We need to patchwork the “being here” part as much as the “being there” part.
Renata Albuquerque
20 May 2022
Published: 11 July 2022
Since becoming a mother, Renata Alburquerque feels she is doing bad anthropology. With teaching-intensive university positions and care work, how does one find time to write, or to think, or to do research, or to participate in reading groups that meet weekly in the evenings? More than merely self-consciousness about her own situation, the feeling is rooted in the manifestation of such constraints in academic job market competitiveness. It’s unfair that in job applications, where points are assigned per publication, it’s not her intellectual work being measured but simply her time. How can she compete for a position if the evaluation of her CV does not consider that in the past five years she had two babies, breastfed them, attended to their needs day and night, and scheduled her work around their needs and cries? How does one conduct productive research under these conditions, with many hours a week dedicated to unpaid reproductive work? Moreover, the pandemic has affected research mothers' work conditions in many ways too. There is not enough time to fulfill unrealistic expectations for intellectual production, expectations that systematically disregard the multiple personal and professional commitments anthropologists have. The parameters for “good” anthropology continue to exclude care work and the patchwork dynamics this imposes on research. Colleagues can be supportive of her yet still also effectively support the structures that give rise to these conditions.
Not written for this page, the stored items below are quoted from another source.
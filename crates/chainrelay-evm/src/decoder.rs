//! `EventDecoder`: schema-driven decoding of raw EVM logs.

use alloy_core::dyn_abi::{DynSolType, DynSolValue};
use alloy_primitives::{I256, U256};
use chainrelay_core::{
    error::DecodeError,
    event::{DecodedEvent, RawLog},
    schema::{EventDef, InterfaceSchema},
    types::{ArgType, NormalizedValue},
};
use indexmap::IndexMap;

use crate::{abi, fingerprint, normalizer};

/// The EVM log decoder.
/// Stateless; the schema is passed per call so one decoder serves every contract.
#[derive(Debug, Default, Clone, Copy)]
pub struct EventDecoder;

impl EventDecoder {
    pub fn new() -> Self {
        Self
    }

    /// Decode one raw log against `schema`.
    ///
    /// Fields come out in declaration order: indexed arguments consume
    /// `topics[1..]`, the rest are unpacked from `data`.
    pub fn decode(
        &self,
        schema: &InterfaceSchema,
        raw: &RawLog,
    ) -> Result<DecodedEvent, DecodeError> {
        let selector = raw.signature().ok_or(DecodeError::NoTopics)?;
        let event = schema
            .event_by_selector(selector)
            .ok_or_else(|| DecodeError::UnknownEvent {
                signature: fingerprint::selector_hex(selector),
            })?;

        let indexed = event.indexed_args().count();
        let available = raw.topics.len() - 1;
        if available < indexed {
            return Err(DecodeError::MissingTopic {
                event: event.name.clone(),
                expected: indexed,
                got: available,
            });
        }

        let mut data_values = self.decode_data(event, &raw.data)?.into_iter();
        let mut topics = raw.topics[1..].iter();

        let mut fields = IndexMap::with_capacity(event.inputs.len());
        for arg in &event.inputs {
            let value = if arg.indexed {
                match topics.next() {
                    Some(topic) => decode_topic(topic.as_slice(), &arg.ty),
                    None => {
                        return Err(DecodeError::MissingTopic {
                            event: event.name.clone(),
                            expected: indexed,
                            got: available,
                        })
                    }
                }
            } else {
                match data_values.next() {
                    Some(v) => normalizer::normalize(v),
                    None => {
                        return Err(DecodeError::AbiDecodeFailed {
                            event: event.name.clone(),
                            reason: format!("no data value for argument '{}'", arg.name),
                        })
                    }
                }
            };
            fields.insert(arg.name.clone(), value);
        }

        Ok(DecodedEvent {
            name: event.name.clone(),
            fields,
        })
    }

    /// Decode the non-indexed parameters as one ABI parameter sequence.
    fn decode_data(&self, event: &EventDef, data: &[u8]) -> Result<Vec<DynSolValue>, DecodeError> {
        let types: Vec<DynSolType> = event.data_args().map(|a| abi::dyn_type(&a.ty)).collect();
        if types.is_empty() {
            return Ok(Vec::new());
        }

        let decoded = DynSolType::Tuple(types)
            .abi_decode_params(data)
            .map_err(|e| DecodeError::AbiDecodeFailed {
                event: event.name.clone(),
                reason: e.to_string(),
            })?;

        Ok(match decoded {
            DynSolValue::Tuple(vals) => vals,
            other => vec![other],
        })
    }
}

/// Decode a single indexed topic (always 32 bytes).
///
/// # EVM indexed-parameter encoding
/// - Address and integer types are left-padded / sign-extended words and are
///   recovered as values.
/// - Reference types (string, bytes, arrays, tuples) are stored as the keccak256
///   of their encoding; the value is unrecoverable and the raw hash is returned.
/// - Bool and fixed bytes are returned as the raw topic hex.
pub fn decode_topic(topic: &[u8], ty: &ArgType) -> NormalizedValue {
    match ty {
        ArgType::Address => NormalizedValue::address_from_slice(topic),
        ArgType::Uint(_) => NormalizedValue::Uint(U256::from_be_slice(topic).to_string()),
        ArgType::Int(_) => {
            NormalizedValue::Int(I256::from_raw(U256::from_be_slice(topic)).to_string())
        }
        ArgType::Bool
        | ArgType::FixedBytes(_)
        | ArgType::Bytes
        | ArgType::String
        | ArgType::Array(_)
        | ArgType::FixedArray(..)
        | ArgType::Tuple(_) => NormalizedValue::bytes_from_slice(topic),
    }
}
//! # chainrelay-evm
//!
//! EVM event decoding for ChainRelay.
//!
//! ## Implementation notes
//! - Uses `alloy-core` for ABI decode
//! - Topics[0] → event signature hash (keccak256)
//! - Topics[1..] → indexed parameters (each 32 bytes)
//! - `data` → non-indexed parameters (ABI-encoded parameter sequence)

pub mod abi;
pub mod decoder;
pub mod fingerprint;
pub mod normalizer;
pub mod registry;
pub mod views;

pub use decoder::EventDecoder;
pub use normalizer::{CallerConfig, CallerStrategy, EventNormalizer};
pub use registry::{ContractEntry, ContractRegistry};
pub use views::ViewFunction;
More broadly, Brazil, where she lives, has seen attacks on university resources and funding in the past ten years. This has resulted in more unstable and fragmented work conditions and an increase in unpaid intellectual initiatives, especially outside of public universities, where the majority of research mothers are based. Why is the way we think about anthropological work and productivity not also changing along with the institutional and political context within which that work occurs? There are more and more conversations about patchwork-like fieldwork (which is accepted and even taken for granted in Brazil to begin with), but less discussed is the patchwork quality of many anthropologists’ everyday lives. Patchwork is what she’s doing, but academic institutions–from study groups to universities and research foundations–still do not consider this as a valid way of doing intellectual work. Hence the feeling of not-good-enough anthropology. In other words, it’s easy for these challenges to seem individual and personal, but they’re not, and this is what Patchwork Ethnography is about.
Renata Albuquerque is mother of two and Assistant Professor at Faculdade Cásper Líbero.